====== DATA FOR THE TASK ======
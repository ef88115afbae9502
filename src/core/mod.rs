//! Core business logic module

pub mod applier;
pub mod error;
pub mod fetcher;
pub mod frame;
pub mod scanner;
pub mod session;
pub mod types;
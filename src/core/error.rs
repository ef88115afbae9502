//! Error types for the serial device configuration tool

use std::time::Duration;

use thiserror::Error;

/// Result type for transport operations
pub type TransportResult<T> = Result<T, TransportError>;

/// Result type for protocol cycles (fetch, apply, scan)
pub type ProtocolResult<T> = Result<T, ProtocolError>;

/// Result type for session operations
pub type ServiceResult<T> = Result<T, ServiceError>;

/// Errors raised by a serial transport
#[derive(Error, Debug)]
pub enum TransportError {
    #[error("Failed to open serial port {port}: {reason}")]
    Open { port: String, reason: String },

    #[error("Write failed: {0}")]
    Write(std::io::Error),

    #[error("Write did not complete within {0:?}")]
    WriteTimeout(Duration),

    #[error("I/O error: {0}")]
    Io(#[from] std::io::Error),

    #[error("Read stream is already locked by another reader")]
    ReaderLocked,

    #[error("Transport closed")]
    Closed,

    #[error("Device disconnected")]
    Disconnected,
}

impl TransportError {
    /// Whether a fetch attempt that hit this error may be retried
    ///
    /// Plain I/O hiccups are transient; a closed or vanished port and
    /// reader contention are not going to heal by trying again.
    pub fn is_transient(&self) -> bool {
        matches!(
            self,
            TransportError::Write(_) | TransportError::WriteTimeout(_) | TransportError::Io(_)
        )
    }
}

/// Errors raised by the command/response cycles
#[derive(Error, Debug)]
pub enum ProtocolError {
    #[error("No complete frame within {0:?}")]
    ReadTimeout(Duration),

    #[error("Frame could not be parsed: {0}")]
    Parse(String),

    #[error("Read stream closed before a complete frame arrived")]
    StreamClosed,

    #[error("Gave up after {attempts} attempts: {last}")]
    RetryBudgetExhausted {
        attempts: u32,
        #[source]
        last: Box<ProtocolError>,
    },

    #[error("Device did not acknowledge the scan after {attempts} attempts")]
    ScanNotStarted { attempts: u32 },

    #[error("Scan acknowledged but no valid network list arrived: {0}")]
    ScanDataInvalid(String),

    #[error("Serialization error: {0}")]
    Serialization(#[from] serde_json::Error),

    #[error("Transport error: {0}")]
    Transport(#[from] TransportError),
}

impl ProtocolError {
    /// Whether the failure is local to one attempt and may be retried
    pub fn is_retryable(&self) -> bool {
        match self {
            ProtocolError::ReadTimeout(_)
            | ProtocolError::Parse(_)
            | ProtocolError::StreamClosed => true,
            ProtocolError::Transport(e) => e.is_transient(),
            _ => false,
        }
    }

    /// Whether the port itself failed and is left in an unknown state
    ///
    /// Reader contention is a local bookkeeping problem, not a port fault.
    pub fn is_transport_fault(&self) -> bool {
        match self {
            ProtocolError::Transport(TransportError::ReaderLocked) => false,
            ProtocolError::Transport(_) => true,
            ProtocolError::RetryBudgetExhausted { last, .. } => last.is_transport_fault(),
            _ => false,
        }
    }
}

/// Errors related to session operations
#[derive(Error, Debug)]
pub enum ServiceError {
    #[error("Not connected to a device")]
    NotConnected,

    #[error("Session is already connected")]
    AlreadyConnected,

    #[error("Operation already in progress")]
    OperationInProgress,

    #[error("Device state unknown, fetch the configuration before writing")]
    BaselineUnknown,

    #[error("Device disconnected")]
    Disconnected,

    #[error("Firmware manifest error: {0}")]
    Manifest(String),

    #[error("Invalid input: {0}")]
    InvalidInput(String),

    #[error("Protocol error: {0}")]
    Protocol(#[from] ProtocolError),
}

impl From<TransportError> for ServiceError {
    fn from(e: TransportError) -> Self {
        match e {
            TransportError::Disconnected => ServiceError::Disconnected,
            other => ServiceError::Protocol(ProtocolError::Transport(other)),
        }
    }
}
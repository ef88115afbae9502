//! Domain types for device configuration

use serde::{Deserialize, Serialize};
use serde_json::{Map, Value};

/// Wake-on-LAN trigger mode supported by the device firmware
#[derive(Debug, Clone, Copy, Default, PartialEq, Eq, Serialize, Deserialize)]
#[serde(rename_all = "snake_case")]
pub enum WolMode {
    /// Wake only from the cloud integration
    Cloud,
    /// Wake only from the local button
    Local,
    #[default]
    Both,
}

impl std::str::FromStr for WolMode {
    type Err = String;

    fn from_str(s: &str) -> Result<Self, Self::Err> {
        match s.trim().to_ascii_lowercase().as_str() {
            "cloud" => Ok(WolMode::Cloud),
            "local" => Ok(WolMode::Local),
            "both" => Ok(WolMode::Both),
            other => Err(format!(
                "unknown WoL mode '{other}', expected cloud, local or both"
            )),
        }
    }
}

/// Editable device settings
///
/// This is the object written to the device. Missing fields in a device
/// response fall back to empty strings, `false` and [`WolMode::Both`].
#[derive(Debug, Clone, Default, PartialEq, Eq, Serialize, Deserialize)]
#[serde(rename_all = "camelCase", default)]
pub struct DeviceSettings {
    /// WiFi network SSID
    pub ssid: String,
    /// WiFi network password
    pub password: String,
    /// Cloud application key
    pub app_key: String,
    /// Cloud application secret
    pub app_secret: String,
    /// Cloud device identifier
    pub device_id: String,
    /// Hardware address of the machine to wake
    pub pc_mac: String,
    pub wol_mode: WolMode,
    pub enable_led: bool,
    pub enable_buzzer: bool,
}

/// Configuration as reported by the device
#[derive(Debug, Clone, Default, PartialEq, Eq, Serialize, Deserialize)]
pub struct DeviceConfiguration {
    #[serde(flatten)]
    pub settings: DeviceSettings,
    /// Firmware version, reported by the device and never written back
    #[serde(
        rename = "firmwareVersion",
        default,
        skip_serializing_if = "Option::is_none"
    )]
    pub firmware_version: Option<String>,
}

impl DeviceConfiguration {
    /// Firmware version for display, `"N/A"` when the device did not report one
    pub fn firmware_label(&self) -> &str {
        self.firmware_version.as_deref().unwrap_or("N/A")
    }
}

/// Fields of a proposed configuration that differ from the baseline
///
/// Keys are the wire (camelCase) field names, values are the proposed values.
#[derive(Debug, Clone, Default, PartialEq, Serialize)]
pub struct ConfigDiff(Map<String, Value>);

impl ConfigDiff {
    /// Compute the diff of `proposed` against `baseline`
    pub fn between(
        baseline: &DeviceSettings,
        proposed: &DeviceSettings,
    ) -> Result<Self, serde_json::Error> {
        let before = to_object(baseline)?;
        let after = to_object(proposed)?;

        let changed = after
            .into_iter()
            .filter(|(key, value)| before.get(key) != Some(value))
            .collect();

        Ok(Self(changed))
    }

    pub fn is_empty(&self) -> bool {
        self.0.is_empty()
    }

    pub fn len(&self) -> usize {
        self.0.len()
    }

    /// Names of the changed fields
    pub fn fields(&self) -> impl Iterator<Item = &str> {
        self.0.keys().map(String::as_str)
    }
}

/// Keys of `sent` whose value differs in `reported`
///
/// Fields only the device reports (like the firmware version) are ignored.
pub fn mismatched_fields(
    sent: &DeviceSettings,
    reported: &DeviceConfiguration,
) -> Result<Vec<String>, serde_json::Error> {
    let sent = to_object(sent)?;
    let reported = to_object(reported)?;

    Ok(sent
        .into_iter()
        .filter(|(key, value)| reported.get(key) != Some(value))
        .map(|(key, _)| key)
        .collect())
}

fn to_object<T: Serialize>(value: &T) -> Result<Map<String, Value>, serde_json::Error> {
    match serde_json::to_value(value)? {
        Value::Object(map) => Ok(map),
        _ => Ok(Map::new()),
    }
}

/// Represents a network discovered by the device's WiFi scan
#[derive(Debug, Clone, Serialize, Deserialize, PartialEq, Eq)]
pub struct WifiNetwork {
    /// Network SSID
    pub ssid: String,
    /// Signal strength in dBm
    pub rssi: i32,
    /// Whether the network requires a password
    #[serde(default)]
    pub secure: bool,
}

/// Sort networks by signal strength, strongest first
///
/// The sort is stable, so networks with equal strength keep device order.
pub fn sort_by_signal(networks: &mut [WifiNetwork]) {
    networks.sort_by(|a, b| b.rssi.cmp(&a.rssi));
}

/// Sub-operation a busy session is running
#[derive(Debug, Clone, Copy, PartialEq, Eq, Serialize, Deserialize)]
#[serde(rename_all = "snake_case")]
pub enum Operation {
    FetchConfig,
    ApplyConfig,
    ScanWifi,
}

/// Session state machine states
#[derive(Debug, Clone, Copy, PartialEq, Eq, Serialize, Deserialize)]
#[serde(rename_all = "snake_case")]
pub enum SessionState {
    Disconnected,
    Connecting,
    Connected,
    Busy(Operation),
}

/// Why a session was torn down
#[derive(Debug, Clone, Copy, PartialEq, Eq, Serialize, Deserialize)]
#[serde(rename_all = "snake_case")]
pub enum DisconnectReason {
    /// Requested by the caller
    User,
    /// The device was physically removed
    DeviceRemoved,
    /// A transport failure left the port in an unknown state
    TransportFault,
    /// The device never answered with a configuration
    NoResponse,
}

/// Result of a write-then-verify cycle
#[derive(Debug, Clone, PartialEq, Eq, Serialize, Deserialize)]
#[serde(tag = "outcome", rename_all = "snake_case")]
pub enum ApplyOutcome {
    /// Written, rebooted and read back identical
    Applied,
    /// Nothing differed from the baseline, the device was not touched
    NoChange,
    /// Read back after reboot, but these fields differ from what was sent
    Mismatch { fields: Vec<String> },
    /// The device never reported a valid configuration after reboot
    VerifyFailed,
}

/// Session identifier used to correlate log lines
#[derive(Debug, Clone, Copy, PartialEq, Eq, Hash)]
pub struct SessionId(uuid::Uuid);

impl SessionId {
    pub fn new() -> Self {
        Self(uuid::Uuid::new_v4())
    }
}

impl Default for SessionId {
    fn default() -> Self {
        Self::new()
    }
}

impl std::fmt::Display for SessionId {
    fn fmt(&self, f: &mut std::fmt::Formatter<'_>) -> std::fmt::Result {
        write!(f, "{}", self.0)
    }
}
======
§ **DIRECTIONS FOR THIS TASK**: Beginning at the line with "fn from(e: TransportError)" and ending at the line with "the device firmware", reproduce each line of the data above exactly, and add no other lines.

§ **RESULT OF THIS EXERCISE**:
    fn from(e: TransportError) -> Self {
        match e {
            TransportError::Disconnected => ServiceError::Disconnected,
            other => ServiceError::Protocol(ProtocolError::Transport(other)),
        }
    }
}
repository ef88115afbae9502
//! Domain types for device configuration

use serde::{Deserialize, Serialize};
use serde_json::{Map, Value};

/// Wake-on-LAN trigger mode supported by the device firmware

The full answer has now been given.